• About this task: Would you write out the records below exactly as given?

Stored items:
----------------

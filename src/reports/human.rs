//! Human-readable console report generation

use std::fmt::Write;

use console::style;

use super::{ReportGenerator, TraversalReport};
use crate::error::DepVizError;
use crate::utils::string::pluralize;

pub struct HumanReportGenerator;

impl Default for HumanReportGenerator {
    fn default() -> Self {
        Self::new()
    }
}

impl HumanReportGenerator {
    pub fn new() -> Self {
        Self
    }
}

impl ReportGenerator for HumanReportGenerator {
    fn generate_report(&self, report: &TraversalReport<'_>) -> Result<String, DepVizError> {
        let mut output = String::new();
        let deps = report.dependencies;

        writeln!(
            output,
            "\n{} Dependencies of {}",
            style("📦").blue(),
            style(report.root).green().bold()
        )?;
        if !report.repo_url.is_empty() {
            writeln!(output, "  Repository: {}", style(report.repo_url).dim())?;
        }
        writeln!(
            output,
            "  {} {}, {} {}\n",
            deps.len(),
            pluralize("package", deps.len()),
            deps.edge_count(),
            pluralize("requirement", deps.edge_count())
        )?;

        for (package, requirements) in deps.iter() {
            writeln!(output, "{}", style(package).bold())?;
            if requirements.is_empty() {
                writeln!(output, "  └── (no requirements)")?;
                continue;
            }

            for (i, requirement) in requirements.iter().enumerate() {
                let prefix = if i == requirements.len() - 1 {
                    "└──"
                } else {
                    "├──"
                };
                let marker = if deps.contains(requirement) {
                    String::new()
                } else {
                    format!(" {}", style("(not described)").yellow())
                };
                writeln!(output, "  {prefix} {requirement}{marker}")?;
            }
        }

        if !report.failures.is_empty() {
            writeln!(
                output,
                "\n{} {} {} could not be queried:",
                style("⚠").yellow().bold(),
                report.failures.len(),
                pluralize("package", report.failures.len())
            )?;
            for failure in report.failures {
                writeln!(
                    output,
                    "  • {}: {}",
                    failure.package(),
                    style(failure.reason()).dim()
                )?;
            }
        }

        if report.cycles.is_empty() {
            writeln!(output, "\n{} No requirement cycles", style("✓").green())?;
        } else {
            writeln!(
                output,
                "\n{} Found {} requirement {}:",
                style("🔄").yellow(),
                style(report.cycles.len()).red().bold(),
                pluralize("cycle", report.cycles.len())
            )?;
            for (i, cycle) in report.cycles.iter().enumerate() {
                writeln!(
                    output,
                    "  #{} {}",
                    i + 1,
                    cycle.package_names().join(" ↔ ")
                )?;
                for edge in cycle.edges() {
                    writeln!(
                        output,
                        "      {} → {}",
                        edge.from_package(),
                        edge.to_package()
                    )?;
                }
            }
        }

        Ok(output)
    }
}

----------------

• Finished task:
filename src/reports/human.rs
//! Human-readable console report generation

use std::fmt::Write;

use console::style;

use super::{ReportGenerator, TraversalReport};
use crate::error::DepVizError;
use crate::utils::string::pluralize;

pub struct HumanReportGenerator;

impl Default for HumanReportGenerator {
    fn default() -> Self {
        Self::new()
    }
}

impl HumanReportGenerator {
    pub fn new() -> Self {
        Self
    }
}

impl ReportGenerator for HumanReportGenerator {
    fn generate_report(&self, report: &TraversalReport<'_>) -> Result<String, DepVizError> {
        let mut output = String::new();
        let deps = report.dependencies;

        writeln!(
            output,
            "\n{} Dependencies of {}",
            style("📦").blue(),
            style(report.root).green().bold()
        )?;
        if !report.repo_url.is_empty() {
            writeln!(output, "  Repository: {}", style(report.repo_url).dim())?;
        }
        writeln!(
            output,
            "  {} {}, {} {}\n",
            deps.len(),
            pluralize("package", deps.len()),
            deps.edge_count(),
            pluralize("requirement", deps.edge_count())
        )?;

        for (package, requirements) in deps.iter() {
            writeln!(output, "{}", style(package).bold())?;
            if requirements.is_empty() {
                writeln!(output, "  └── (no requirements)")?;
                continue;
            }

            for (i, requirement) in requirements.iter().enumerate() {
                let prefix = if i == requirements.len() - 1 {
                    "└──"
                } else {
                    "├──"
                };
                let marker = if deps.contains(requirement) {
                    String::new()
                } else {
                    format!(" {}", style("(not described)").yellow())
                };
                writeln!(output, "  {prefix} {requirement}{marker}")?;
            }
        }

        if !report.failures.is_empty() {
            writeln!(
                output,
                "\n{} {} {} could not be queried:",
                style("⚠").yellow().bold(),
                report.failures.len(),
                pluralize("package", report.failures.len())
            )?;
            for failure in report.failures {
                writeln!(
                    output,
                    "  • {}: {}",
                    failure.package(),
                    style(failure.reason()).dim()
                )?;
            }
        }

        if report.cycles.is_empty() {
            writeln!(output, "\n{} No requirement cycles", style("✓").green())?;
        } else {
            writeln!(
                output,
                "\n{} Found {} requirement {}:",
                style("🔄").yellow(),
                style(report.cycles.len()).red().bold(),
                pluralize("cycle", report.cycles.len())
            )?;
            for (i, cycle) in report.cycles.iter().enumerate() {
                writeln!(
                    output,
                    "  #{} {}",
                    i + 1,
                    cycle.package_names().join(" ↔ ")
                )?;
                for edge in cycle.edges() {
                    writeln!(
                        output,
                        "      {} → {}",
                        edge.from_package(),
                        edge.to_package()
                    )?;
                }
            }
        }

        Ok(output)
    }
}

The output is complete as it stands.